## Exercise objective
Keep only those lines of the records that include the string "Option".

## Available data

++++++++++++++++++++

//! services/client/src/adapters/http.rs
//!
//! This module contains the adapter for the remote course backend.
//! It implements both the `CourseCatalogService` and `QuestionAnsweringService`
//! ports over HTTP/JSON.

use crate::adapters::wire::{AnswerDto, AskBody, CourseDto, FileDto};
use async_trait::async_trait;
use coursehub_core::domain::{AcademicContext, AskRequest, Course, CourseFile, FileQuery};
use coursehub_core::ports::{
    CourseCatalogService, PortError, PortResult, QuestionAnsweringService,
};
use reqwest::{Client, RequestBuilder, Url};
use serde::de::DeserializeOwned;
use tracing::debug;

//=========================================================================================
// The Main Adapter Struct
//=========================================================================================

/// An adapter that talks to the course backend with `reqwest`.
///
/// No timeout is configured beyond the client default, and nothing is retried.
#[derive(Clone)]
pub struct HttpBackend {
    http: Client,
    base_url: Url,
}

impl HttpBackend {
    /// Creates a new `HttpBackend` rooted at `base_url`.
    pub fn new(base_url: Url) -> Result<Self, reqwest::Error> {
        let http = Client::builder()
            .user_agent(concat!("coursehub/", env!("CARGO_PKG_VERSION")))
            .build()?;
        Ok(Self::with_client(http, base_url))
    }

    pub fn with_client(http: Client, base_url: Url) -> Self {
        Self { http, base_url }
    }

    /// Appends path segments to the base URL, percent-encoding each one.
    fn endpoint(&self, segments: &[&str]) -> PortResult<Url> {
        let mut url = self.base_url.clone();
        url.path_segments_mut()
            .map_err(|_| PortError::Unexpected(format!("'{}' cannot be a base URL", self.base_url)))?
            .pop_if_empty()
            .extend(segments);
        Ok(url)
    }

    async fn fetch_json<T: DeserializeOwned>(request: RequestBuilder) -> PortResult<T> {
        let response = request
            .send()
            .await
            .map_err(|e| PortError::Transport(e.to_string()))?;

        let status = response.status();
        if !status.is_success() {
            let body = response.text().await.unwrap_or_default();
            return Err(PortError::Status {
                status: status.as_u16(),
                body: body.chars().take(200).collect(),
            });
        }

        let bytes = response
            .bytes()
            .await
            .map_err(|e| PortError::Transport(e.to_string()))?;
        debug!(bytes = bytes.len(), "Backend response received.");
        serde_json::from_slice(&bytes).map_err(|e| PortError::Decode(e.to_string()))
    }
}

//=========================================================================================
// Port Implementations
//=========================================================================================

#[async_trait]
impl CourseCatalogService for HttpBackend {
    async fn list_courses(&self, context: &AcademicContext) -> PortResult<Vec<Course>> {
        let url = self.endpoint(&["courses"])?;
        let request = self.http.get(url).query(&context.query_pairs());
        let courses: Vec<CourseDto> = Self::fetch_json(request).await?;
        Ok(courses.into_iter().map(Course::from).collect())
    }

    async fn list_files(&self, query: &FileQuery) -> PortResult<Vec<CourseFile>> {
        let url = self.endpoint(&["courses", query.course_id.as_str(), "files"])?;
        let mut params = vec![("category", query.category.key())];
        params.extend(query.context.query_pairs());
        let request = self.http.get(url).query(&params);
        let files: Vec<FileDto> = Self::fetch_json(request).await?;
        Ok(files.into_iter().map(CourseFile::from).collect())
    }
}

#[async_trait]
impl QuestionAnsweringService for HttpBackend {
    async fn answer_question(&self, request: &AskRequest) -> PortResult<Option<String>> {
        let url = self.endpoint(&["ask"])?;
        let body = AskBody {
            course_id: &request.course_id,
            category: request.category.map(|c| c.key()),
            question: &request.question,
        };
        let answer: AnswerDto = Self::fetch_json(self.http.post(url).json(&body)).await?;
        Ok(answer.answer)
    }
}
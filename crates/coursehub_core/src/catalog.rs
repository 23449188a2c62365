//! crates/coursehub_core/src/catalog.rs
//!
//! The static domain tables: majors, years, semesters and material categories.
//! Keys are the exact strings the backend stores data under; labels are for display.

use std::str::FromStr;

/// Returned when a string is not a key of the corresponding table.
#[derive(Debug, Clone, PartialEq, Eq, thiserror::Error)]
#[error("'{value}' is not a known {table} key")]
pub struct UnknownKey {
    pub table: &'static str,
    pub value: String,
}

//=========================================================================================
// Academic Dimensions
//=========================================================================================

#[derive(Debug, Clone, Copy, PartialEq, Eq, Hash)]
pub enum Major {
    SoftwareEngineering,
    DataScience,
    Cybersecurity,
    ArtificialIntelligence,
}

impl Major {
    pub const ALL: [Major; 4] = [
        Major::SoftwareEngineering,
        Major::DataScience,
        Major::Cybersecurity,
        Major::ArtificialIntelligence,
    ];

    pub fn key(self) -> &'static str {
        match self {
            Major::SoftwareEngineering => "SoftwareEngineering",
            Major::DataScience => "DataScience",
            Major::Cybersecurity => "Cybersecurity",
            Major::ArtificialIntelligence => "ArtificialIntelligence",
        }
    }

    pub fn label(self) -> &'static str {
        match self {
            Major::SoftwareEngineering => "Software Engineering",
            Major::DataScience => "Data Science",
            Major::Cybersecurity => "Cybersecurity",
            Major::ArtificialIntelligence => "Artificial Intelligence",
        }
    }
}

#[derive(Debug, Clone, Copy, PartialEq, Eq, Hash)]
pub enum Year {
    Year1,
    Year2,
    Year3,
    Year4,
}

impl Year {
    pub const ALL: [Year; 4] = [Year::Year1, Year::Year2, Year::Year3, Year::Year4];

    pub fn key(self) -> &'static str {
        match self {
            Year::Year1 => "Year1",
            Year::Year2 => "Year2",
            Year::Year3 => "Year3",
            Year::Year4 => "Year4",
        }
    }

    pub fn label(self) -> &'static str {
        match self {
            Year::Year1 => "1st Year",
            Year::Year2 => "2nd Year",
            Year::Year3 => "3rd Year",
            Year::Year4 => "4th Year",
        }
    }
}

#[derive(Debug, Clone, Copy, PartialEq, Eq, Hash)]
pub enum Semester {
    First,
    Second,
}

impl Semester {
    pub const ALL: [Semester; 2] = [Semester::First, Semester::Second];

    pub fn key(self) -> &'static str {
        match self {
            Semester::First => "Semester-a",
            Semester::Second => "Semester-b",
        }
    }

    pub fn label(self) -> &'static str {
        match self {
            Semester::First => "Semester 1",
            Semester::Second => "Semester 2",
        }
    }
}

//=========================================================================================
// Material Categories
//=========================================================================================

/// The four fixed material categories a course's files are grouped under.
#[derive(Debug, Clone, Copy, PartialEq, Eq, Hash)]
pub enum Category {
    PastPapers,
    Slides,
    Homeworks,
    Other,
}

impl Category {
    pub const ALL: [Category; 4] = [
        Category::PastPapers,
        Category::Slides,
        Category::Homeworks,
        Category::Other,
    ];

    pub fn key(self) -> &'static str {
        match self {
            Category::PastPapers => "past-papers",
            Category::Slides => "slides",
            Category::Homeworks => "homeworks",
            Category::Other => "other",
        }
    }

    pub fn label(self) -> &'static str {
        match self {
            Category::PastPapers => "Past Papers",
            Category::Slides => "Lecture Slides",
            Category::Homeworks => "Assignments",
            Category::Other => "Course Resources",
        }
    }

    /// Accent color used when rendering the category, as a CSS hex string.
    pub fn color(self) -> &'static str {
        match self {
            Category::PastPapers => "#667eea",
            Category::Slides => "#764ba2",
            Category::Homeworks => "#f093fb",
            Category::Other => "#48bb78",
        }
    }
}

//=========================================================================================
// Key Parsing
//=========================================================================================

fn parse_key<T: Copy>(
    table: &'static str,
    all: &[T],
    key_of: fn(T) -> &'static str,
    value: &str,
) -> Result<T, UnknownKey> {
    all.iter()
        .copied()
        .find(|item| key_of(*item) == value)
        .ok_or_else(|| UnknownKey {
            table,
            value: value.to_string(),
        })
}

impl FromStr for Major {
    type Err = UnknownKey;
    fn from_str(s: &str) -> Result<Self, Self::Err> {
        parse_key("major", &Major::ALL, Major::key, s)
    }
}

impl FromStr for Year {
    type Err = UnknownKey;
    fn from_str(s: &str) -> Result<Self, Self::Err> {
        parse_key("year", &Year::ALL, Year::key, s)
    }
}

impl FromStr for Semester {
    type Err = UnknownKey;
    fn from_str(s: &str) -> Result<Self, Self::Err> {
        parse_key("semester", &Semester::ALL, Semester::key, s)
    }
}

impl FromStr for Category {
    type Err = UnknownKey;
    fn from_str(s: &str) -> Result<Self, Self::Err> {
        parse_key("category", &Category::ALL, Category::key, s)
    }
}

//=========================================================================================
// Context Shape
//=========================================================================================

/// How many dimensions the academic context has.
///
/// `MajorYear` drops the semester entirely: it is neither required during setup
/// nor sent to the backend.
#[derive(Debug, Clone, Copy, PartialEq, Eq, Default)]
pub enum ContextShape {
    MajorYear,
    #[default]
    MajorYearSemester,
}

impl ContextShape {
    pub fn requires_semester(self) -> bool {
        matches!(self, ContextShape::MajorYearSemester)
    }
}

impl FromStr for ContextShape {
    type Err = UnknownKey;
    fn from_str(s: &str) -> Result<Self, Self::Err> {
        match s.trim().to_ascii_lowercase().as_str() {
            "major-year" => Ok(ContextShape::MajorYear),
            "major-year-semester" => Ok(ContextShape::MajorYearSemester),
            other => Err(UnknownKey {
                table: "context shape",
                value: other.to_string(),
            }),
        }
    }
}

#[cfg(test)]
mod tests {
    use super::*;

    #[test]
    fn keys_parse_back_to_their_variant() {
        for major in Major::ALL {
            assert_eq!(major.key().parse::<Major>(), Ok(major));
        }
        for category in Category::ALL {
            assert_eq!(category.key().parse::<Category>(), Ok(category));
        }
        assert_eq!("Semester-b".parse::<Semester>(), Ok(Semester::Second));
    }

    #[test]
    fn every_category_has_a_distinct_color() {
        let colors: std::collections::HashSet<_> = Category::ALL.iter().map(|c| c.color()).collect();
        assert_eq!(colors.len(), Category::ALL.len());
        assert_eq!(Category::Slides.color(), "#764ba2");
    }

    #[test]
    fn labels_are_not_accepted_as_keys() {
        let err = "Data Science".parse::<Major>().unwrap_err();
        assert_eq!(err.table, "major");
        assert!("Lecture Slides".parse::<Category>().is_err());
        assert!("".parse::<Year>().is_err());
    }

    #[test]
    fn context_shape_parses_config_values() {
        assert_eq!("major-year".parse::<ContextShape>(), Ok(ContextShape::MajorYear));
        assert_eq!(
            " Major-Year-Semester ".parse::<ContextShape>(),
            Ok(ContextShape::MajorYearSemester)
        );
        assert!("semester".parse::<ContextShape>().is_err());
    }
}
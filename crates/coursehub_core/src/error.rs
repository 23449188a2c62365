//! crates/coursehub_core/src/error.rs
//!
//! The workflow's error taxonomy. The `Display` of each variant is exactly the
//! text shown in the single-slot error notice.

use crate::catalog::{ContextShape, UnknownKey};
use crate::ports::PortError;

/// Which network-backed operation a [`FetchError`] came from.
#[derive(Debug, Clone, Copy, PartialEq, Eq)]
pub enum FetchTarget {
    Courses,
    Files,
    Answer,
}

impl FetchTarget {
    fn notice(self) -> &'static str {
        match self {
            FetchTarget::Courses => "Failed to load courses.",
            FetchTarget::Files => "Failed to load files.",
            FetchTarget::Answer => "AI failed to respond.",
        }
    }
}

#[derive(Debug, Clone, PartialEq, Eq, thiserror::Error)]
#[error("{}", .target.notice())]
pub struct FetchError {
    pub target: FetchTarget,
    #[source]
    pub source: PortError,
}

#[derive(Debug, Clone, PartialEq, Eq, thiserror::Error)]
pub enum ValidationError {
    #[error("{}", missing_fields_notice(.shape))]
    MissingFields { shape: ContextShape },
    #[error("{0}")]
    UnknownValue(#[from] UnknownKey),
}

fn missing_fields_notice(shape: &ContextShape) -> &'static str {
    match shape {
        ContextShape::MajorYear => "Please select major and year.",
        ContextShape::MajorYearSemester => "Please select major, year, and semester.",
    }
}

/// Every way a workflow operation can fail.
#[derive(Debug, Clone, PartialEq, Eq, thiserror::Error)]
pub enum WorkflowError {
    #[error(transparent)]
    Validation(#[from] ValidationError),
    #[error(transparent)]
    Fetch(#[from] FetchError),
    #[error("Please select a course first.")]
    Precondition,
    /// An answer arrived after its course was replaced while the question stayed in history.
    #[error("The course changed before the AI answered.")]
    AnswerDiscarded,
}
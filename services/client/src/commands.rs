//! services/client/src/commands.rs
//!
//! Parses the line-oriented commands typed into the terminal client.

use coursehub_core::catalog::{Category, UnknownKey};
use coursehub_core::workflow::SetupForm;

pub const HELP: &str = "\
Commands:
  setup <major> <year> [semester]   complete setup (keys, e.g. DataScience Year2 Semester-a)
  courses                           show the course list
  open <course-id | number>         select a course
  category <key>                    choose past-papers | slides | homeworks | other
  switch                            reopen the category chooser
  close                             close the category chooser
  back                              return to the course list
  chat                              show or hide the chat panel
  draft <text>                      edit the pending question
  ask [question]                    ask a question (defaults to the pending one)
  dismiss                           clear the error message
  show                              redraw the current view
  help                              this text
  quit                              exit";

#[derive(Debug, Clone, PartialEq, Eq)]
pub enum Command {
    Setup(SetupForm),
    Courses,
    Open(String),
    Category(Category),
    Switch,
    Close,
    Back,
    Chat,
    Draft(String),
    Ask(Option<String>),
    Dismiss,
    Show,
    Help,
    Quit,
}

#[derive(Debug, PartialEq, Eq, thiserror::Error)]
pub enum CommandError {
    #[error("unknown command '{0}' (try 'help')")]
    Unknown(String),
    #[error("'{0}' needs an argument")]
    MissingArgument(&'static str),
    #[error(transparent)]
    BadCategory(#[from] UnknownKey),
}

/// Parses one input line. Blank lines parse to `Ok(None)`.
pub fn parse(line: &str) -> Result<Option<Command>, CommandError> {
    let line = line.trim();
    if line.is_empty() {
        return Ok(None);
    }
    let (verb, rest) = match line.split_once(char::is_whitespace) {
        Some((verb, rest)) => (verb, rest.trim()),
        None => (line, ""),
    };
    let required = |name: &'static str| {
        if rest.is_empty() {
            Err(CommandError::MissingArgument(name))
        } else {
            Ok(rest.to_string())
        }
    };

    let command = match verb.to_ascii_lowercase().as_str() {
        "setup" => {
            let mut fields = rest.split_whitespace();
            let major = fields.next().unwrap_or_default();
            let year = fields.next().unwrap_or_default();
            let semester = fields.next().unwrap_or_default();
            Command::Setup(SetupForm::new(major, year, semester))
        }
        "courses" => Command::Courses,
        "open" => Command::Open(required("open")?),
        "category" => Command::Category(required("category")?.parse()?),
        "switch" => Command::Switch,
        "close" => Command::Close,
        "back" => Command::Back,
        "chat" => Command::Chat,
        "draft" => Command::Draft(rest.to_string()),
        "ask" => Command::Ask((!rest.is_empty()).then(|| rest.to_string())),
        "dismiss" => Command::Dismiss,
        "show" => Command::Show,
        "help" | "?" => Command::Help,
        "quit" | "exit" => Command::Quit,
        other => return Err(CommandError::Unknown(other.to_string())),
    };
    Ok(Some(command))
}

#[cfg(test)]
mod tests {
    use super::*;

    #[test]
    fn setup_fields_may_be_missing() {
        assert_eq!(
            parse("setup DataScience Year2").unwrap(),
            Some(Command::Setup(SetupForm::new("DataScience", "Year2", "")))
        );
    }

    #[test]
    fn ask_keeps_the_question_verbatim() {
        assert_eq!(
            parse("ask What is a binary search tree?").unwrap(),
            Some(Command::Ask(Some("What is a binary search tree?".into())))
        );
        assert_eq!(parse("ask").unwrap(), Some(Command::Ask(None)));
    }

    #[test]
    fn category_must_be_a_known_key() {
        assert_eq!(
            parse("category slides").unwrap(),
            Some(Command::Category(Category::Slides))
        );
        assert!(matches!(parse("category maps"), Err(CommandError::BadCategory(_))));
        assert_eq!(parse("category"), Err(CommandError::MissingArgument("category")));
    }

    #[test]
    fn blank_and_unknown_lines() {
        assert_eq!(parse("   ").unwrap(), None);
        assert_eq!(parse("dance"), Err(CommandError::Unknown("dance".into())));
    }
}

++++++++++++++++++++

## Output of the task
    async fn answer_question(&self, request: &AskRequest) -> PortResult<Option<String>> {
    Ask(Option<String>),
pub fn parse(line: &str) -> Result<Option<Command>, CommandError> {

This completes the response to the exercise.